Page MenuHomePhabricator

Content service doesn't handle URL fragments when redirecting
Closed, ResolvedPublic

Description

Certain wiki pages are redirects to a specific section of another article. For example, [[Web 1.0]] redirects to [[Web 2.0#Web 1.0]].

However, the content service doesn't seem to preserve the section (fragment) of the redirect link:
https://en.wikipedia.org/api/rest_v1/page/mobile-sections/Web_1.0

The MediaWiki API propagates this as a tofragment parameter in its response. Therefore, ideally the content service should also pass the fragment through in a similar way.

Event Timeline

Dbrant created this task.Oct 19 2016, 2:27 PM
Restricted Application added a subscriber: Aklapper. · View Herald TranscriptOct 19 2016, 2:27 PM
Dbrant added a project: RESTBase.

Is MCS doing any redirect handling of its own, or is RB handling this?

bearND added a subscriber: bearND.EditedOct 20 2016, 5:51 AM

I think we got rid of any redirect handling in MCS. RB does the HTTP redirect.

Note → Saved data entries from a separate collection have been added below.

pub mod form;
pub mod users;

pub use users::NewUserForm;
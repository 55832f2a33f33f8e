use intake::form::{FieldLens, FormModel};

#[derive(Clone, intake::form::FormModel)]
struct DemoForm {
    email: String,
}

fn main() {
    let fields = DemoForm::fields();
    let lens = fields.email();
    let mut model = DemoForm {
        email: "a@school.edu".to_string(),
    };
    lens.set(&mut model, "b@school.edu".to_string());
    assert_eq!(lens.key().as_str(), "email");
    assert_eq!(lens.get(&model), "b@school.edu");
}
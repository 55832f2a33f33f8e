use std::collections::{BTreeMap, BTreeSet};
use std::sync::Arc;
use std::time::Duration;

use super::controller::{
    AsyncFieldValidatorEntry, AsyncFieldValidatorFn, FieldKey, FormController, FormError,
    FormOptions, FormResult, SyncFieldValidatorFn, SyncFormValidatorFn, ValidatorSet,
};
use super::validation::{
    AsyncFieldValidator, FieldLens, FieldValidator, FormValidator, ValidationError,
};

/// Declaration of one form field: its lens plus the ordered rule list.
/// Rules run in declaration order; by default the first failing rule wins.
pub struct FieldSpec<T, L, E>
where
    T: Clone + Send + Sync + 'static,
    L: FieldLens<T>,
    E: ValidationError,
{
    lens: L,
    required: bool,
    description: Option<String>,
    rules: Vec<SyncFieldValidatorFn<T, E>>,
    async_rules: Vec<AsyncFieldValidatorEntry<T, E>>,
    depends_on: Vec<FieldKey>,
}

impl<T, L, E> FieldSpec<T, L, E>
where
    T: Clone + Send + Sync + 'static,
    L: FieldLens<T>,
    E: ValidationError,
{
    pub fn new(lens: L) -> Self {
        Self {
            lens,
            required: false,
            description: None,
            rules: Vec::new(),
            async_rules: Vec::new(),
            depends_on: Vec::new(),
        }
    }

    pub fn required(mut self) -> Self {
        self.required = true;
        self
    }

    pub fn describe(mut self, description: impl Into<String>) -> Self {
        self.description = Some(description.into());
        self
    }

    pub fn rule<V>(mut self, validator: V) -> Self
    where
        V: FieldValidator<T, L, E> + 'static,
    {
        let lens = self.lens;
        let validator = Arc::new(validator);
        let wrapped: SyncFieldValidatorFn<T, E> =
            Arc::new(move |model: &T| validator.validate(model, lens.get(model)));
        self.rules.push(wrapped);
        self
    }

    /// Attach a value-only rule for string-backed fields.
    pub fn check<R>(self, rule: R) -> Self
    where
        L::Value: AsRef<str>,
        R: Fn(&str) -> Result<(), E> + Send + Sync + 'static,
    {
        self.rule(move |_model: &T, value: &L::Value| rule(value.as_ref()))
    }

    pub fn async_rule<V>(self, validator: V) -> Self
    where
        V: AsyncFieldValidator<T, L, E> + 'static,
    {
        self.async_rule_debounced(0, validator)
    }

    pub fn async_rule_debounced<V>(mut self, debounce_ms: u64, validator: V) -> Self
    where
        V: AsyncFieldValidator<T, L, E> + 'static,
    {
        let lens = self.lens;
        let validator = Arc::new(validator);
        let wrapped: AsyncFieldValidatorFn<T, E> = Arc::new(move |model: T| {
            let value = lens.get(&model).clone();
            let validator = validator.clone();
            Box::pin(async move { validator.validate(&model, &value).await })
        });
        self.async_rules.push(AsyncFieldValidatorEntry {
            debounce: Duration::from_millis(debounce_ms),
            validator: wrapped,
        });
        self
    }

    /// Revalidate this field whenever `source` changes.
    pub fn depends_on<S>(mut self, source: S) -> Self
    where
        S: FieldLens<T>,
    {
        self.depends_on.push(source.key());
        self
    }

    fn into_entry(self) -> FieldEntry<T, E> {
        FieldEntry {
            key: self.lens.key(),
            required: self.required,
            description: self.description,
            rules: self.rules,
            async_rules: self.async_rules,
            depends_on: self.depends_on,
        }
    }
}

struct FieldEntry<T, E> {
    key: FieldKey,
    required: bool,
    description: Option<String>,
    rules: Vec<SyncFieldValidatorFn<T, E>>,
    async_rules: Vec<AsyncFieldValidatorEntry<T, E>>,
    depends_on: Vec<FieldKey>,
}

/// The statically declared field set of one form type. Built once, then
/// frozen into the controller by `FormController::from_schema`.
pub struct FormSchema<T, E>
where
    E: ValidationError,
{
    entries: Vec<FieldEntry<T, E>>,
    form_rules: Vec<SyncFormValidatorFn<T, E>>,
}

impl<T, E> FormSchema<T, E>
where
    T: Clone + Send + Sync + 'static,
    E: ValidationError,
{
    pub fn new() -> Self {
        Self {
            entries: Vec::new(),
            form_rules: Vec::new(),
        }
    }

    pub fn field<L>(mut self, spec: FieldSpec<T, L, E>) -> Self
    where
        L: FieldLens<T>,
    {
        self.entries.push(spec.into_entry());
        self
    }

    /// Attach a cross-field rule; its errors land on the keys it reports.
    pub fn rule<V>(mut self, validator: V) -> Self
    where
        V: FormValidator<T, E> + 'static,
    {
        let validator = Arc::new(validator);
        let wrapped: SyncFormValidatorFn<T, E> =
            Arc::new(move |model: &T| validator.validate(model));
        self.form_rules.push(wrapped);
        self
    }
}

impl<T, E> Default for FormSchema<T, E>
where
    T: Clone + Send + Sync + 'static,
    E: ValidationError,
{
    fn default() -> Self {
        Self::new()
    }
}

impl<T, E> FormController<T, E>
where
    T: Clone + Send + Sync + 'static,
    E: ValidationError,
{
    /// Build a controller from a declared schema. Blank or duplicate field
    /// names are programmer errors and fail here, before the form exists.
    pub fn from_schema(
        initial: T,
        schema: FormSchema<T, E>,
        options: FormOptions,
    ) -> FormResult<Self> {
        let mut set = ValidatorSet {
            sync_field: BTreeMap::new(),
            async_field: BTreeMap::new(),
            form: schema.form_rules,
            dependents: BTreeMap::new(),
            required: BTreeSet::new(),
            descriptions: BTreeMap::new(),
        };

        let mut seen = BTreeSet::new();
        for entry in schema.entries {
            if entry.key.as_str().trim().is_empty() {
                return Err(FormError::BlankFieldName);
            }
            if !seen.insert(entry.key) {
                return Err(FormError::DuplicateField(entry.key));
            }
            if !entry.rules.is_empty() {
                set.sync_field.insert(entry.key, entry.rules);
            }
            if !entry.async_rules.is_empty() {
                set.async_field.insert(entry.key, entry.async_rules);
            }
            for source in entry.depends_on {
                set.dependents.entry(source).or_default().insert(entry.key);
            }
            if entry.required {
                set.required.insert(entry.key);
            }
            if let Some(description) = entry.description {
                set.descriptions.insert(entry.key, description);
            }
        }

        Ok(Self::from_parts(initial, set, options))
    }
}
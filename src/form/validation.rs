use std::borrow::Cow;
use std::collections::{BTreeMap, BTreeSet};
use std::fmt::{Display, Formatter};
use std::future::Future;
use std::pin::Pin;

use futures_timer::Delay;

use super::controller::{
    FieldKey, FormController, FormResult, RevalidateMode, ValidationMode, ValidationTicket,
    first_error_key, read_lock, write_lock,
};

pub trait ValidationError: Clone + Send + Sync + 'static {
    fn message(&self) -> &str;
}

/// The standard validation error: a human-readable message, nothing else.
#[derive(Clone, Debug, Eq, PartialEq)]
pub struct Violation(Cow<'static, str>);

impl Violation {
    pub fn new(message: impl Into<Cow<'static, str>>) -> Self {
        Self(message.into())
    }
}

impl ValidationError for Violation {
    fn message(&self) -> &str {
        &self.0
    }
}

impl Display for Violation {
    fn fmt(&self, f: &mut Formatter<'_>) -> std::fmt::Result {
        f.write_str(&self.0)
    }
}

pub trait FieldLens<T>: Copy + Send + Sync + 'static {
    type Value: Clone + PartialEq + Send + Sync + 'static;

    fn key(self) -> FieldKey;
    fn get<'a>(self, model: &'a T) -> &'a Self::Value;
    fn set(self, model: &mut T, value: Self::Value);
}

pub trait FormModel: Clone + Send + Sync + 'static {
    type Fields;

    fn fields() -> Self::Fields;
}

pub trait FieldValidator<T, L, E>: Send + Sync
where
    L: FieldLens<T>,
    E: ValidationError,
{
    fn validate(&self, model: &T, value: &L::Value) -> Result<(), E>;
}

impl<T, L, E, F> FieldValidator<T, L, E> for F
where
    L: FieldLens<T>,
    E: ValidationError,
    F: for<'a> Fn(&'a T, &'a L::Value) -> Result<(), E> + Send + Sync,
{
    fn validate(&self, model: &T, value: &L::Value) -> Result<(), E> {
        (self)(model, value)
    }
}

pub trait FormValidator<T, E>: Send + Sync
where
    E: ValidationError,
{
    fn validate(&self, model: &T) -> Vec<(FieldKey, E)>;
}

impl<T, E, F> FormValidator<T, E> for F
where
    E: ValidationError,
    F: Fn(&T) -> Vec<(FieldKey, E)> + Send + Sync,
{
    fn validate(&self, model: &T) -> Vec<(FieldKey, E)> {
        (self)(model)
    }
}

pub type BoxedValidationFuture<'a, E> = Pin<Box<dyn Future<Output = Result<(), E>> + Send + 'a>>;

pub trait AsyncFieldValidator<T, L, E>: Send + Sync
where
    L: FieldLens<T>,
    E: ValidationError,
{
    type Fut<'a>: Future<Output = Result<(), E>> + Send + 'a
    where
        Self: 'a,
        T: 'a,
        L::Value: 'a;

    fn validate<'a>(&'a self, model: &'a T, value: &'a L::Value) -> Self::Fut<'a>;
}

impl<T, L, E, F> AsyncFieldValidator<T, L, E> for F
where
    L: FieldLens<T>,
    E: ValidationError,
    F: for<'a> Fn(&'a T, &'a L::Value) -> BoxedValidationFuture<'a, E> + Send + Sync,
{
    type Fut<'a>
        = BoxedValidationFuture<'a, E>
    where
        Self: 'a,
        T: 'a,
        L::Value: 'a;

    fn validate<'a>(&'a self, model: &'a T, value: &'a L::Value) -> Self::Fut<'a> {
        (self)(model, value)
    }
}

impl<T, E> FormController<T, E>
where
    T: Clone + Send + Sync + 'static,
    E: ValidationError,
{
    pub fn set<L>(&self, lens: L, value: L::Value) -> FormResult<()>
    where
        L: FieldLens<T>,
    {
        let key = lens.key();
        {
            let mut state = write_lock(&self.state, "writing form model")?;
            lens.set(&mut state.model, value);
            let is_dirty = lens.get(&state.model) != lens.get(&state.initial_model);
            if is_dirty {
                state.dirty_fields.insert(key);
            } else {
                state.dirty_fields.remove(&key);
            }
            state.ensure_meta(key).dirty = is_dirty;
        }

        if self.options.validate_mode == ValidationMode::OnChange {
            let _ = self.validate_field_by_key(key)?;
        }
        if self.options.revalidate_mode == RevalidateMode::OnChange {
            self.revalidate_dependents(key)?;
        }
        self.notify_watchers()
    }

    pub fn touch<L>(&self, lens: L) -> FormResult<()>
    where
        L: FieldLens<T>,
    {
        let key = lens.key();
        {
            let mut state = write_lock(&self.state, "touching field")?;
            state.ensure_meta(key).touched = true;
        }

        if self.options.validate_mode == ValidationMode::OnBlur {
            let _ = self.validate_field_by_key(key)?;
        }
        if self.options.revalidate_mode == RevalidateMode::OnBlur {
            self.revalidate_dependents(key)?;
        }
        self.notify_watchers()
    }

    pub async fn set_async<L>(&self, lens: L, value: L::Value) -> FormResult<()>
    where
        L: FieldLens<T>,
    {
        let key = lens.key();
        self.set(lens, value)?;
        if self.options.validate_mode == ValidationMode::OnChange {
            let _ = self.validate_field_async_registered_by_key(key).await?;
        }
        if self.options.revalidate_mode == RevalidateMode::OnChange {
            self.revalidate_dependents_async(key).await?;
        }
        Ok(())
    }

    pub async fn touch_async<L>(&self, lens: L) -> FormResult<()>
    where
        L: FieldLens<T>,
    {
        let key = lens.key();
        self.touch(lens)?;
        if self.options.validate_mode == ValidationMode::OnBlur {
            let _ = self.validate_field_async_registered_by_key(key).await?;
        }
        if self.options.revalidate_mode == RevalidateMode::OnBlur {
            self.revalidate_dependents_async(key).await?;
        }
        Ok(())
    }

    pub fn validate_field<L>(&self, lens: L) -> FormResult<bool>
    where
        L: FieldLens<T>,
    {
        let valid = self.validate_field_by_key(lens.key())?;
        self.notify_watchers()?;
        Ok(valid)
    }

    pub async fn validate_field_async<L, V>(
        &self,
        lens: L,
        validator: &V,
    ) -> FormResult<ValidationTicket>
    where
        L: FieldLens<T>,
        V: AsyncFieldValidator<T, L, E>,
    {
        let key = lens.key();
        let (ticket, model, value) = {
            let mut state = write_lock(&self.state, "starting async validation")?;
            let next = next_ticket(&state.tickets, key);
            state.tickets.insert(key, next);
            state.ensure_meta(key).validating = true;
            (next, state.model.clone(), lens.get(&state.model).clone())
        };

        let result = validator.validate(&model, &value).await;
        self.finish_async_validation(key, ticket, result)?;
        Ok(ticket)
    }

    pub async fn validate_field_async_registered<L>(
        &self,
        lens: L,
    ) -> FormResult<Vec<ValidationTicket>>
    where
        L: FieldLens<T>,
    {
        self.validate_field_async_registered_by_key(lens.key())
            .await
    }

    pub fn validate_form(&self) -> FormResult<bool> {
        let model = {
            read_lock(&self.state, "reading model for form validation")?
                .model
                .clone()
        };

        let mut field_errors = BTreeMap::<FieldKey, Vec<E>>::new();
        for (key, validators) in &self.validators.sync_field {
            let mut errors = Vec::new();
            for validator in validators {
                if let Err(error) = validator(&model) {
                    errors.push(error);
                    if self.options.validate_first_error_only {
                        break;
                    }
                }
            }
            field_errors.insert(*key, errors);
        }

        for validator in &self.validators.form {
            for (key, error) in validator(&model) {
                field_errors.entry(key).or_default().push(error);
            }
        }

        let is_valid;
        {
            let mut state = write_lock(&self.state, "applying form validation result")?;
            let mut keys = state
                .field_meta
                .keys()
                .copied()
                .collect::<BTreeSet<FieldKey>>();
            keys.extend(field_errors.keys().copied());
            for key in keys {
                let meta = state.ensure_meta(key);
                meta.validating = false;
                meta.errors = field_errors.remove(&key).unwrap_or_default();
            }
            state.first_error = first_error_key(&state.field_meta);
            is_valid = state.field_meta.values().all(|meta| meta.errors.is_empty());
        }
        self.notify_watchers()?;
        Ok(is_valid)
    }

    pub async fn validate_form_async(&self) -> FormResult<bool> {
        let _ = self.validate_form()?;
        let keys = self
            .validators
            .async_field
            .keys()
            .copied()
            .collect::<Vec<_>>();

        for key in keys {
            let _ = self.validate_field_async_registered_by_key(key).await?;
        }

        Ok(self.snapshot()?.is_valid)
    }

    pub(super) fn validate_field_by_key(&self, key: FieldKey) -> FormResult<bool> {
        let model = {
            read_lock(&self.state, "reading model for field validation")?
                .model
                .clone()
        };
        let validators = self
            .validators
            .sync_field
            .get(&key)
            .map(Vec::as_slice)
            .unwrap_or_default();

        let mut errors = Vec::new();
        for validator in validators {
            if let Err(error) = validator(&model) {
                errors.push(error);
                if self.options.validate_first_error_only {
                    break;
                }
            }
        }

        let mut state = write_lock(&self.state, "writing field validation result")?;
        let meta = state.ensure_meta(key);
        meta.validating = false;
        meta.errors = errors;
        state.first_error = first_error_key(&state.field_meta);
        Ok(state
            .field_meta
            .get(&key)
            .is_none_or(|m| m.errors.is_empty()))
    }

    pub(super) fn revalidate_dependents(&self, source: FieldKey) -> FormResult<()> {
        let Some(dependents) = self.validators.dependents.get(&source) else {
            return Ok(());
        };
        for dependent in dependents {
            let _ = self.validate_field_by_key(*dependent)?;
        }
        Ok(())
    }

    pub(super) async fn revalidate_dependents_async(&self, source: FieldKey) -> FormResult<()> {
        let dependents = self
            .validators
            .dependents
            .get(&source)
            .cloned()
            .unwrap_or_default();
        for dependent in dependents {
            let _ = self
                .validate_field_async_registered_by_key(dependent)
                .await?;
        }
        Ok(())
    }

    pub(super) async fn validate_field_async_registered_by_key(
        &self,
        key: FieldKey,
    ) -> FormResult<Vec<ValidationTicket>> {
        let model = {
            read_lock(&self.state, "reading model for registered async validation")?
                .model
                .clone()
        };
        let entries = self
            .validators
            .async_field
            .get(&key)
            .cloned()
            .unwrap_or_default();

        let mut tickets = Vec::with_capacity(entries.len());
        for entry in entries {
            let ticket = {
                let mut state = write_lock(&self.state, "starting registered async validation")?;
                let next = next_ticket(&state.tickets, key);
                state.tickets.insert(key, next);
                state.ensure_meta(key).validating = true;
                next
            };

            if !entry.debounce.is_zero() {
                Delay::new(entry.debounce).await;
                if !self.is_latest_ticket(key, ticket)? {
                    continue;
                }
            }

            let result = (entry.validator)(model.clone()).await;
            self.finish_async_validation(key, ticket, result)?;
            tickets.push(ticket);
        }
        Ok(tickets)
    }

    fn is_latest_ticket(&self, key: FieldKey, ticket: ValidationTicket) -> FormResult<bool> {
        Ok(read_lock(&self.state, "checking latest validation ticket")?
            .tickets
            .get(&key)
            .copied()
            == Some(ticket))
    }

    fn finish_async_validation(
        &self,
        key: FieldKey,
        ticket: ValidationTicket,
        result: Result<(), E>,
    ) -> FormResult<()> {
        {
            let mut state = write_lock(&self.state, "finishing async validation")?;
            if state.tickets.get(&key).copied() != Some(ticket) {
                return Ok(());
            }
            let meta = state.ensure_meta(key);
            meta.validating = false;
            meta.errors = match result {
                Ok(()) => Vec::new(),
                Err(error) => vec![error],
            };
            state.first_error = first_error_key(&state.field_meta);
        }
        self.notify_watchers()
    }
}

fn next_ticket(
    tickets: &BTreeMap<FieldKey, ValidationTicket>,
    key: FieldKey,
) -> ValidationTicket {
    ValidationTicket(tickets.get(&key).map_or(0, |ticket| ticket.0) + 1)
}
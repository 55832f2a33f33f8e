use intake::form::{FieldLens, FormModel};

#[derive(Clone, intake::form::FormModel)]
struct InviteForm {
    email: String,
    #[form(skip)]
    attempts: u8,
}

fn main() {
    let fields = InviteForm::fields();
    let model = InviteForm {
        email: "a@school.edu".to_string(),
        attempts: 0,
    };
    assert_eq!(fields.email().key().as_str(), "email");
    assert_eq!(fields.email().get(&model), "a@school.edu");
}
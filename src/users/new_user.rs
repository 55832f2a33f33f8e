use std::fmt::{Display, Formatter};
use std::future::Future;
use std::pin::Pin;

use secrecy::SecretString;

use crate::form::{
    FieldLens, FieldSpec, FormController, FormModel, FormOptions, FormResult, FormSchema,
    SubmitFailure, SubmitOutcome, ValidationMode, Violation, rules,
};

/// What the inputs hold while the admin types; strings, like the widgets.
#[derive(Clone, Debug, Default, Eq, PartialEq, FormModel)]
pub struct NewUserInput {
    pub name: String,
    pub email: String,
    pub password: String,
    pub date_of_birth: String,
    pub role: String,
}

/// One entry of the externally supplied role set.
#[derive(Clone, Debug, Eq, PartialEq)]
pub struct RoleOption {
    pub value: String,
    pub label: String,
}

impl RoleOption {
    pub fn new(value: impl Into<String>, label: impl Into<String>) -> Self {
        Self {
            value: value.into(),
            label: label.into(),
        }
    }
}

/// Sent to the create-user backend once every field rule has passed.
/// Immutable; consumed by exactly one call.
#[derive(Debug)]
pub struct UserCreationRequest {
    pub name: String,
    pub email: String,
    pub password: SecretString,
    pub date_of_birth: jiff::civil::Date,
    pub role: String,
}

impl UserCreationRequest {
    fn from_input(input: &NewUserInput) -> Result<Self, SubmitFailure<Violation>> {
        let date_of_birth: jiff::civil::Date =
            input.date_of_birth.trim().parse().map_err(|_| {
                SubmitFailure::field(
                    NewUserInput::fields().date_of_birth().key(),
                    Violation::new("Date of birth must be a valid date"),
                )
            })?;
        Ok(Self {
            name: input.name.clone(),
            email: input.email.clone(),
            password: SecretString::from(input.password.clone()),
            date_of_birth,
            role: input.role.clone(),
        })
    }
}

/// Failure reason reported by the create-user backend.
#[derive(Clone, Debug, Eq, PartialEq)]
pub struct CreateUserError(pub String);

impl CreateUserError {
    pub fn new(reason: impl Into<String>) -> Self {
        Self(reason.into())
    }

    pub fn reason(&self) -> &str {
        &self.0
    }
}

impl Display for CreateUserError {
    fn fmt(&self, f: &mut Formatter<'_>) -> std::fmt::Result {
        f.write_str(&self.0)
    }
}

impl std::error::Error for CreateUserError {}

pub type BoxedCreateUserFuture<'a> =
    Pin<Box<dyn Future<Output = Result<(), CreateUserError>> + Send + 'a>>;

/// The external collaborator that actually creates the user. Call/response;
/// the transport is its business, not this crate's.
pub trait CreateUser: Send + Sync {
    fn create<'a>(&'a self, request: &'a UserCreationRequest) -> BoxedCreateUserFuture<'a>;
}

/// Where the host should go after a successful submission. The host performs
/// the navigation; this flow only emits the intent.
#[derive(Clone, Copy, Debug, Eq, PartialEq)]
pub enum NavigationIntent {
    UserList,
}

/// The super-admin add-user form: the declared rule set over `NewUserInput`
/// plus the submission pipeline against a `CreateUser` backend.
#[derive(Clone)]
pub struct NewUserForm {
    controller: FormController<NewUserInput, Violation>,
    roles: Vec<RoleOption>,
}

impl NewUserForm {
    pub fn new(roles: Vec<RoleOption>) -> FormResult<Self> {
        let fields = NewUserInput::fields();
        let role_values: Vec<String> = roles.iter().map(|role| role.value.clone()).collect();
        let schema = FormSchema::new()
            .field(
                FieldSpec::new(fields.name())
                    .required()
                    .check(rules::required("Name is required"))
                    .check(rules::min_length(2, "Name must be at least 2 characters")),
            )
            .field(
                FieldSpec::new(fields.email())
                    .required()
                    .check(rules::required("Email is required"))
                    .check(rules::email("Email must be a valid email address")),
            )
            .field(
                FieldSpec::new(fields.password())
                    .required()
                    .check(rules::required("Password is required"))
                    .check(rules::min_length(
                        6,
                        "Password must be at least 6 characters",
                    )),
            )
            .field(
                FieldSpec::new(fields.date_of_birth())
                    .required()
                    .check(rules::date("Date of birth is required")),
            )
            .field(
                FieldSpec::new(fields.role()).required().check(rules::one_of(
                    role_values,
                    "Role must be one of the offered roles",
                )),
            );
        let options = FormOptions {
            validate_mode: ValidationMode::OnBlur,
            ..FormOptions::default()
        };
        let controller = FormController::from_schema(NewUserInput::default(), schema, options)?;
        Ok(Self { controller, roles })
    }

    pub fn controller(&self) -> &FormController<NewUserInput, Violation> {
        &self.controller
    }

    pub fn roles(&self) -> &[RoleOption] {
        &self.roles
    }

    /// Drive the add-user pipeline against `backend`. On success the form is
    /// cleared and the outcome carries `NavigationIntent::UserList`.
    pub async fn submit<B>(&self, backend: &B) -> FormResult<SubmitOutcome<NavigationIntent>>
    where
        B: CreateUser,
    {
        self.controller
            .submit_with_async(|input| {
                let request = UserCreationRequest::from_input(input);
                async move {
                    let request = request?;
                    match backend.create(&request).await {
                        Ok(()) => Ok(NavigationIntent::UserList),
                        Err(error) => Err(attribute_failure(error)),
                    }
                }
            })
            .await
    }
}

// "email already exists" belongs on the email field; a reason naming no
// field (or several) becomes the form-level error.
fn attribute_failure(error: CreateUserError) -> SubmitFailure<Violation> {
    let fields = NewUserInput::fields();
    let keys = [
        fields.name().key(),
        fields.email().key(),
        fields.password().key(),
        fields.date_of_birth().key(),
        fields.role().key(),
    ];
    let reason = error.reason().to_ascii_lowercase();
    let mut named = keys.into_iter().filter(|key| {
        reason.contains(key.as_str()) || reason.contains(&key.as_str().replace('_', " "))
    });
    match (named.next(), named.next()) {
        (Some(key), None) => SubmitFailure::field(key, Violation::new(error.0)),
        _ => SubmitFailure::form(Violation::new(error.0)),
    }
}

@Dbrant are you referring to the redirected property in the mobileview API response? The tofragment is only available in the title search query AFAIK.
What the impact for the app?

Regarding the redirected property I have some interesting observations to share:

https://en.m.wikipedia.org/w/api.php?action=mobileview&format=json&formatversion=2&prop=text%7Csections%7Clanguagecount%7Cthumb%7Cimage%7Cid%7Crevision%7Cdescription%7Clastmodified%7Cnormalizedtitle%7Cdisplaytitle%7Cprotection%7Ceditable&onlyrequestedsections=1&sections=all&sectionprop=toclevel%7Cline%7Canchor&noheadings=true&thumbsize=1024&page=Web_1.0

{
"mobileview": {
"displaytitle": "Web 2.0",
"normalizedtitle": "Web 1.0",
"redirected": "Web 2.0#Web_1.0",
//...

The MCS response includes the redirected property, too,
http://localhost:6927/en.wikipedia.org/v1/page/mobile-sections/Web_1.0

{
"lead": {
"displaytitle": "Web 2.0",
"normalizedtitle": "Web 1.0",
"redirected": "Web 2.0#Web_1.0",

but the RB hosted response doesn't:
http://localhost:7231/en.wikipedia.org/v1/page/mobile-sections/Web_1.0 or
https://en.wikipedia.org/api/rest_v1/page/mobile-sections/Web_1.0
do an HTTP redirect to http://localhost:7231/en.wikipedia.org/v1/page/mobile-sections/Web_2.0 and
https://en.wikipedia.org/api/rest_v1/page/mobile-sections/Web_2.0 respectively

{
"lead": {
"displaytitle": "Web 2.0",
"normalizedtitle": "Web 2.0",
//...

I also notice that the value of normalizedtitle has been changed from "Web 1.0" to "Web 2.0".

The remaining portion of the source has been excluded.